### Exercise instructions
Could you retype, exactly as written, every line from the top of the records through the line that contains "use rstest::*;"?

### Dataset extract
//! Tests for the [`PrologixGpib`] controller itself.
//!
//! Note that much of the functionality of the [`GpibController`] trait is tested in the
//! [`gpibrs::LoopbackGpib`] tests. A [`VecDeque<u8>`] serves as the byte port here: writes are
//! appended at the back, reads pop from the front.

use std::{collections::VecDeque, time::Duration};

use rstest::*;

use gpibrs::{GpibController, GpibError, PrologixGpib};

/// Set up an empty controller with default 3 second timeout.
#[fixture]
fn empt_bus() -> PrologixGpib<VecDeque<u8>> {
    PrologixGpib::new(VecDeque::new(), Duration::from_secs(3))
}

/// Set up a controller with no terminator in the port data and no timeout duration.
#[fixture]
fn no_term_bus() -> PrologixGpib<VecDeque<u8>> {
    PrologixGpib::new(
        VecDeque::from(vec![b'r', b'e', b's', b'p']),
        Duration::from_secs(0),
    )
}

#[rstest]
fn test_prologix_terminator(mut empt_bus: PrologixGpib<VecDeque<u8>>) {
    assert_eq!(empt_bus.get_terminator(), "\n");

    empt_bus.set_terminator("\r\n");
    assert_eq!(empt_bus.get_terminator(), "\r\n");
}

#[rstest]
fn test_prologix_timeout(empt_bus: PrologixGpib<VecDeque<u8>>) {
    assert_eq!(empt_bus.get_timeout(), Duration::from_secs(3));
}

#[rstest]
fn test_prologix_write_read(mut empt_bus: PrologixGpib<VecDeque<u8>>) {
    let data = b"Hello, GPIB!";
    empt_bus.write_raw(data).unwrap();

    let mut buf = vec![0; data.len()];
    empt_bus.read_exact(&mut buf).unwrap();
    assert_eq!(&buf, data);
}

#[rstest]
fn test_prologix_read_until_terminator_timeout(mut no_term_bus: PrologixGpib<VecDeque<u8>>) {
    let timeout_exp = Duration::from_secs(0);

    match no_term_bus.read_until_terminator() {
        Err(GpibError::Timeout(timeout)) => {
            assert_eq!(timeout_exp, timeout);
        }
        _ => panic!("Expected timeout error, but got a different result."),
    }
}

#[rstest]
fn test_prologix_query_timeout(mut no_term_bus: PrologixGpib<VecDeque<u8>>) {
    let timeout_exp = Duration::from_secs(0);
    let query_exp = "QUERY";

    match no_term_bus.query(query_exp) {
        Err(GpibError::TimeoutQuery { query, timeout }) => {
            assert_eq!(query_exp, query);
            assert_eq!(timeout_exp, timeout);
        }
        _ => panic!("Expected timeout error, but got a different result."),
    }
}

/// Address selection puts `++addr` on the wire and records the selection.
#[rstest]
fn test_prologix_set_address(mut empt_bus: PrologixGpib<VecDeque<u8>>) {
    assert_eq!(empt_bus.current_address(), None);

    empt_bus.set_address(12).unwrap();
    assert_eq!(empt_bus.current_address(), Some(12));

    let exp = b"++addr 12\n";
    let mut buf = vec![0; exp.len()];
    empt_bus.read_exact(&mut buf).unwrap();
    assert_eq!(&buf, exp);
}

#[rstest]
#[case(0)]
#[case(31)]
fn test_prologix_set_address_out_of_range(
    mut empt_bus: PrologixGpib<VecDeque<u8>>,
    #[case] addr: u8,
) {
    assert!(empt_bus.set_address(addr).is_err());
    assert_eq!(empt_bus.current_address(), None);
}

/// Controller initialization selects controller-in-charge mode without read-after-write.
#[rstest]
fn test_prologix_init_controller(mut empt_bus: PrologixGpib<VecDeque<u8>>) {
    empt_bus.init_controller().unwrap();

    let exp = b"++mode 1\n++auto 0\n";
    let mut buf = vec![0; exp.len()];
    empt_bus.read_exact(&mut buf).unwrap();
    assert_eq!(&buf, exp);
}

#[rstest]
fn test_prologix_local(mut empt_bus: PrologixGpib<VecDeque<u8>>) {
    empt_bus.local().unwrap();

    let exp = b"++loc\n";
    let mut buf = vec![0; exp.len()];
    empt_bus.read_exact(&mut buf).unwrap();
    assert_eq!(&buf, exp);
}
use gpibrs::SerialGpib;
use hp_6612c::Hp6612c;
use measurements::{Current, Voltage};

fn main() {
    let port = "/dev/ttyUSB0";

    // Open the Prologix GPIB-USB adapter and put it into controller mode.
    let mut bus = SerialGpib::simple(port).expect("Failed to open serial port");
    bus.init_controller().unwrap();

    // Now we can create the power supply driver for GPIB address 5.
    let mut psu = Hp6612c::try_new(bus, 5).unwrap();
    println!("Instrument ID: {}", psu.get_idn().unwrap());

    // Program 12 V with a 0.5 A current limit and enable the output.
    psu.set_voltage_current(Voltage::from_volts(12.0), Current::from_amperes(0.5))
        .unwrap();
    psu.set_output_state(true).unwrap();

    // Read the measured output back.
    println!("Measured voltage: {}", psu.get_voltage().unwrap());
    println!("Measured current: {}", psu.get_current().unwrap());

    // Put a greeting on the front panel, then hand control back to it.
    psu.set_display_text("HELLO GPIB").unwrap();
    psu.local().unwrap();
}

### Response box
//! Tests for the [`PrologixGpib`] controller itself.
//!
//! Note that much of the functionality of the [`GpibController`] trait is tested in the
//! [`gpibrs::LoopbackGpib`] tests. A [`VecDeque<u8>`] serves as the byte port here: writes are
//! appended at the back, reads pop from the front.

use std::{collections::VecDeque, time::Duration};

use rstest::*;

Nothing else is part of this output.